_TASK TO CARRY OUT_:
Copy out all lines of the records in which the word "MouseButton" appears.

%%

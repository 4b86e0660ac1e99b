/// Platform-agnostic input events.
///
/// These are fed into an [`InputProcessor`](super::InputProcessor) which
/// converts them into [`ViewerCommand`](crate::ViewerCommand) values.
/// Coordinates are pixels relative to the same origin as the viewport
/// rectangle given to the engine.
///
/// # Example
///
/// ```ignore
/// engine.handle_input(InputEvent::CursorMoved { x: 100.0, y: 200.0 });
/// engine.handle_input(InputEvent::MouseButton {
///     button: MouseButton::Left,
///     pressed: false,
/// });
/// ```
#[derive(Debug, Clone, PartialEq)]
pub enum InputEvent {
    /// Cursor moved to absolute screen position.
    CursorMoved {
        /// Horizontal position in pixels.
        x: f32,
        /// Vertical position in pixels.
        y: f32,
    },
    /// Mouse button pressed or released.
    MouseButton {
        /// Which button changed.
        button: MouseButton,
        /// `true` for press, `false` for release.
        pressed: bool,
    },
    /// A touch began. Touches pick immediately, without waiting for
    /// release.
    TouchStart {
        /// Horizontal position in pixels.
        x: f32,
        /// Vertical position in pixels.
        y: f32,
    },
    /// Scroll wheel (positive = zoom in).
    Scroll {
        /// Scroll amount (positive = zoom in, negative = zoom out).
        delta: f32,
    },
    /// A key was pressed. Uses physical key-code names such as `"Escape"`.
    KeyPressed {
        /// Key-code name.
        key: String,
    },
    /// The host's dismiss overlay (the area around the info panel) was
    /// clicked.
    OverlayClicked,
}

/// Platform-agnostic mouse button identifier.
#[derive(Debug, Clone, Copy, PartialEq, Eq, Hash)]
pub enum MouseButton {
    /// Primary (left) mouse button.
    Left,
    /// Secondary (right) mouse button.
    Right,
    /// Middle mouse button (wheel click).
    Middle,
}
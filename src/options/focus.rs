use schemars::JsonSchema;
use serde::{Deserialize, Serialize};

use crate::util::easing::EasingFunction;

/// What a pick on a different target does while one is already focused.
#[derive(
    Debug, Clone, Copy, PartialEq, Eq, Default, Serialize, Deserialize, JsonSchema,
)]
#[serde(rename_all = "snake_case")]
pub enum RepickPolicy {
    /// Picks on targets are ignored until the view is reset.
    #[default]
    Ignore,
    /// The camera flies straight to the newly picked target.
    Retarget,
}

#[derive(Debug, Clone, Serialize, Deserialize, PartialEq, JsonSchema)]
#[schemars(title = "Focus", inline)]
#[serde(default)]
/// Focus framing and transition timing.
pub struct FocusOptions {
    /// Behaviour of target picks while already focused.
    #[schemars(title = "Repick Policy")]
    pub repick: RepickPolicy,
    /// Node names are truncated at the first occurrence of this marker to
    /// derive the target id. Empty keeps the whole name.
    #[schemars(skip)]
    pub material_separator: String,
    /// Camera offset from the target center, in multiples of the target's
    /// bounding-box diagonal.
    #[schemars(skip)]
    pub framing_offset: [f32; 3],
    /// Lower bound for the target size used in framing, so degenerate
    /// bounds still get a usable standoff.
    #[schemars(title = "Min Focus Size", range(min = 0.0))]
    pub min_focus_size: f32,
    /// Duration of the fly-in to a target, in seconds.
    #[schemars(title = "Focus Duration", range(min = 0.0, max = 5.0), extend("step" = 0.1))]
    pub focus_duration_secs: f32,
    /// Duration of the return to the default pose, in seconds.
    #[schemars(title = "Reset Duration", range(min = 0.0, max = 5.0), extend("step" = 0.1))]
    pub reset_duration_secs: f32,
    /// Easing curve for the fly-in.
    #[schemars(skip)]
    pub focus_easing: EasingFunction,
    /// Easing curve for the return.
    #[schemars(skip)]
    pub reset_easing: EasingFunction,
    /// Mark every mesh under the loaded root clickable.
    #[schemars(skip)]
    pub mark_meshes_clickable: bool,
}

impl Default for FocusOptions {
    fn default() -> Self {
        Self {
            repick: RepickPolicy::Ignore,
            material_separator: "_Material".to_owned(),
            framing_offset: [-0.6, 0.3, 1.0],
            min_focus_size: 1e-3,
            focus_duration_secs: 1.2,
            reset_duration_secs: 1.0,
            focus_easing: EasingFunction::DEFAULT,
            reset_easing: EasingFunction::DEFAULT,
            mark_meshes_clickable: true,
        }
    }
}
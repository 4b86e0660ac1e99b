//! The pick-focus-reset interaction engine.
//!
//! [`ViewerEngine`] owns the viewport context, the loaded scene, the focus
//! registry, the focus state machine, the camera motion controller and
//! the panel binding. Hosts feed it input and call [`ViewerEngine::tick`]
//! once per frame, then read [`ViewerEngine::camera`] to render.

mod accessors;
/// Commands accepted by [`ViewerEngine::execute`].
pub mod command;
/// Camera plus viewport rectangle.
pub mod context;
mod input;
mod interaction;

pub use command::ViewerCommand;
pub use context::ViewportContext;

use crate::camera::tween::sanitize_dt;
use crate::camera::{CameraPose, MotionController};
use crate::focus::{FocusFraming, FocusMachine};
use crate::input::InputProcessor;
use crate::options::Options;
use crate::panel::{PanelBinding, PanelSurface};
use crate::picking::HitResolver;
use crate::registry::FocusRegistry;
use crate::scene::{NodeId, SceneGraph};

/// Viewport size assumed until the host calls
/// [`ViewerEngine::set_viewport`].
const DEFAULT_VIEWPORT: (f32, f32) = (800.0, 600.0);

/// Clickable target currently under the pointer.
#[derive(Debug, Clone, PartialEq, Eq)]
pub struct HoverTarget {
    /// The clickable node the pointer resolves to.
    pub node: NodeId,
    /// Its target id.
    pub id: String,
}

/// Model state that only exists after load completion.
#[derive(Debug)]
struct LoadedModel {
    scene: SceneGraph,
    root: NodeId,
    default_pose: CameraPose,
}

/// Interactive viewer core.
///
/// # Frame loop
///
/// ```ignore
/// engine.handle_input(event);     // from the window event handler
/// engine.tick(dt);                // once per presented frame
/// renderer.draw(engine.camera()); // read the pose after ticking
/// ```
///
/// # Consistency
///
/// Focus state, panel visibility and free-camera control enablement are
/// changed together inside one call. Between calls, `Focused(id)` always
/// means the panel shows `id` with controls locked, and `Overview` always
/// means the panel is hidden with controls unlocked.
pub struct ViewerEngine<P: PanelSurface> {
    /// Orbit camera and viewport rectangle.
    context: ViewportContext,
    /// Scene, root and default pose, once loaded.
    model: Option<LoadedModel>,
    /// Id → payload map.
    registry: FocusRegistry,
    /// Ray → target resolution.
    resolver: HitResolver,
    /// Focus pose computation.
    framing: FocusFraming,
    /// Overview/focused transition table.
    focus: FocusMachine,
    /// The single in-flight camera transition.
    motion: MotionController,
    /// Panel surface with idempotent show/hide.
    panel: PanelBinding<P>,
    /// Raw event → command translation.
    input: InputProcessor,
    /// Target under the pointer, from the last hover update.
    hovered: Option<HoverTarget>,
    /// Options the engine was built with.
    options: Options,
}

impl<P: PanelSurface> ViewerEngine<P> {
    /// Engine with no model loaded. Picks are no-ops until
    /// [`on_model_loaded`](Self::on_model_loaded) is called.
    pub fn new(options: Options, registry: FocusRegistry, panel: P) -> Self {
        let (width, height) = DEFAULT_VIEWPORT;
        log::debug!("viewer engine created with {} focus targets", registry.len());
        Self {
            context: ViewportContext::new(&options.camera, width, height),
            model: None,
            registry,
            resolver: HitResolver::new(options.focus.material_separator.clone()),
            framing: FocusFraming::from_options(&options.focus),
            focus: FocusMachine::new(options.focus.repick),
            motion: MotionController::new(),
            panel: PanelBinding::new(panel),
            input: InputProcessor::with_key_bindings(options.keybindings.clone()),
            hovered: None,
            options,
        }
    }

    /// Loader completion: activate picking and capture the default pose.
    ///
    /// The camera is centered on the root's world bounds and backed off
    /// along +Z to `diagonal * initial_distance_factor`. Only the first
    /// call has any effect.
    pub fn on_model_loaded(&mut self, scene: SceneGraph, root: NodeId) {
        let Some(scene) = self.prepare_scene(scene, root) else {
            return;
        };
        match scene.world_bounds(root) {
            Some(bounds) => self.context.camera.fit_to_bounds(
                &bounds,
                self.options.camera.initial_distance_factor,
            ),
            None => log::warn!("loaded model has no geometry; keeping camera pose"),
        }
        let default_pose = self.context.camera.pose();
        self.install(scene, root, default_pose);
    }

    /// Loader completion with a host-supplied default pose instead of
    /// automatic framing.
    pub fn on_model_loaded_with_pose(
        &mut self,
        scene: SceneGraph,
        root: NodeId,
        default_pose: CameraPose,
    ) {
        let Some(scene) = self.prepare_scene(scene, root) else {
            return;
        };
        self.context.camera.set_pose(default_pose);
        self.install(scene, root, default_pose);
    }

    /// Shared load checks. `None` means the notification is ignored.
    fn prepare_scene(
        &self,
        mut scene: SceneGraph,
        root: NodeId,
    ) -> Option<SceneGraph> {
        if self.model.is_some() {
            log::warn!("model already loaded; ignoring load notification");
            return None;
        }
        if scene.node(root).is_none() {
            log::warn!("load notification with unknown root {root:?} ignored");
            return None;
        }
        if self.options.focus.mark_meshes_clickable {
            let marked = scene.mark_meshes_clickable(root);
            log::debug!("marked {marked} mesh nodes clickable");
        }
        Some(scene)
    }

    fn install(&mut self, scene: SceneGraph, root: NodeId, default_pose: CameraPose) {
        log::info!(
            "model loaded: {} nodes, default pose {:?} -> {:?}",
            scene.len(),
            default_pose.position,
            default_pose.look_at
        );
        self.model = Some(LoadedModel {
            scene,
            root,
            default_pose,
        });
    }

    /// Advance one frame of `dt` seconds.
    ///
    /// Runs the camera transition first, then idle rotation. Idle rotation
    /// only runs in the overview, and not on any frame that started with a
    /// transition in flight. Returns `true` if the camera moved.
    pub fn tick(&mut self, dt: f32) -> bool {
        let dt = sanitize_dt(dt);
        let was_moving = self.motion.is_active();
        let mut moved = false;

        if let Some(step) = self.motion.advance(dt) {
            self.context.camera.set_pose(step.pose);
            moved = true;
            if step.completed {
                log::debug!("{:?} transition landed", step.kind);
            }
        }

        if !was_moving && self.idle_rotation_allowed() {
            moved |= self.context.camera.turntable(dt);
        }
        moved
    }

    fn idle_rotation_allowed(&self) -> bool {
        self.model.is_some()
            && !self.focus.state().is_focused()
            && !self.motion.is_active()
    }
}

%%

_ANSWER SPACE_:
/// engine.handle_input(InputEvent::MouseButton {
///     button: MouseButton::Left,
    MouseButton {
        button: MouseButton,
pub enum MouseButton {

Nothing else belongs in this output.